Selain menawarkan keindahan alam, Toraja juga banyak menawarkan budaya juga tradisi yang mistis dan eksotis juga tentunya unik dan menarik. Meski jarak yang tidak main-main juga jalanan terjal dan menantang tak membuat semangat para wisatawan menyurut untuk bisa secara langsung melihat adat Toraja. Toraja sendiri seperti sebuah magnet, memiliki daya tarik yang mempesona, membuka mata betapa indah dan kayanya negara Indonesia. Banyaknya tongkonan dan lumbung, Batu Menhir, patung Ne’ Gandeng, patung kerbau dan Gong Belang, menjadi koleksi antik dan tentunya anti mainstream di dalam Muesum Ne’ Gandeng.
Museum Ne’ Gandeng, Desa Pelangi, Kecamatan Sa’dan Balusu, Toraja Utara, Sulawesi Selatan
Ule dan Ardan terhipnotis oleh daya magnet panorama yang terhampar di Museum Ne’ Gandeng. Ule membidik semua apa saja yang dilihatnya, lain dengan Ardan yang masih terpaku. Meski tahun lalu ia datang ke Toraja, namun rasanya ini kali pertama, sungguh tak ada rasa bosan untuk tetap stay di sini. Andai dalam hidup hanya ada ketenangan, mungkin Ardan akan memilih menetap di sini hidup tanpa beban.
“Asli, Le!” seru Ardan yang mulai mengarahkan kameranya ke arah rumah Tongkonan yang interiornya sangat unik. Selain Tongkonan, juga banyak Menhir yang terdiri dari berbagai ukuran.

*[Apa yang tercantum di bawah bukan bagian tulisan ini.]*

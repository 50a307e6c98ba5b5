//! Session token inspection.

mod jwt;

pub use jwt::JwtTokenInspector;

“Gak ada duanya, sih.” Ule tak henti-hentinya berdecak kagum.
“Eh... Le, katanya Sitsul mau kesini juga.”
“Oh ya? Mana?” tanya Ule celingukan.
“Baru otw katanya,” balas Ardan.
Ule mengangguk dan melanjutkan kegiatannya berburu foto. Detik berikutnya, seketika Ule teringat Resi kala ia melihat Sitsul. Padahal keduanya sangat berbeda, Resi ataupun Sitsul masing-masing memiliki daya tarik tersendiri. Ule selalu menutup renungan hayalannya saat bayang-bayang Resi begitu nyata dalam pandangannya. Ternyata melupakan tak semudah mencintai. Ule salah paham akan pilihannya. Dulu ia pikir setelah semuanya selesai dan tidak ada pertemuan lagi, ia akan lupa segalanya. Namun ternyata salah besar, justru tak pernah bertemu membuat Ule sesak dan susah untuk melupakan Resi.
“Arghhh!” Ule menjambak rambutnya frustrasi. Ia berharap kenangan itu cepat berlalu, tapi kenapa semakin hari kenangan itu terus saja mengikutinya.
“Hadapi dengan senyuman, Le.” Ule menoleh dan betapa kagetnya melihat Sitsul telah berdiri di sampingnya, “Sitsul... Sejak kapan di sini?” tanya Ule kikuk. Jangan sampai Sitsul mendengar unek-unek juga teriakannya .
“Sejak tadi, Le.” Sitsul mengembangkan senyumnya hingga lesung pipitnya tergambar sangat jelas bahkan menjadi lesung pipit tercantik yang pernah Ule lihat.
“Jadi—“ Ule menggantungkan kalimatnya.
“Iya.”
“Jadi malu,” terang Ule.
“Santai, Le. Setiap orang pasti akan melampiaskan kemarahannya jika itu memang sulit untuk di simpan. Lebih baik begini, dari pada begitu, namun menyesatkan.”
“Lo benar.” Ule melangkahkan kakinya, di sampingnya Sitsul ikut menyamai langkahnya.
“Ya, memang benar...,” lanjut Sitsul menoleh tepat melihat wajah Ule dari samping dengan jarak yang sangat dekat. Ia tidak ingin munafik, maka dari itu, Sitsul mengakui jika cowok di sampingnya sekarang sangatlah tampan. Hidungnya mancung jika di bandingkan dengan hidungnya. Alisnya memiliki bentuk yang sangat cantik jika dimiliki oleh perempuan, sebab telah memiliki alur untuk di gambar menggunakan pensil alis, meski tidak tebal. Dan jangan lupakan bola matanya, juga rambutnya yang sekarang berwarna caramel brown dan semakin menambah nilai tersendiri. Dan terakhir dari penampilan juga gaya bahasanya. Sitsul bagai tersihir. Namun Sitsul sadar, tidak seharusnya ia terlalu mengagumi seseorang yang belum lama dikenalnya.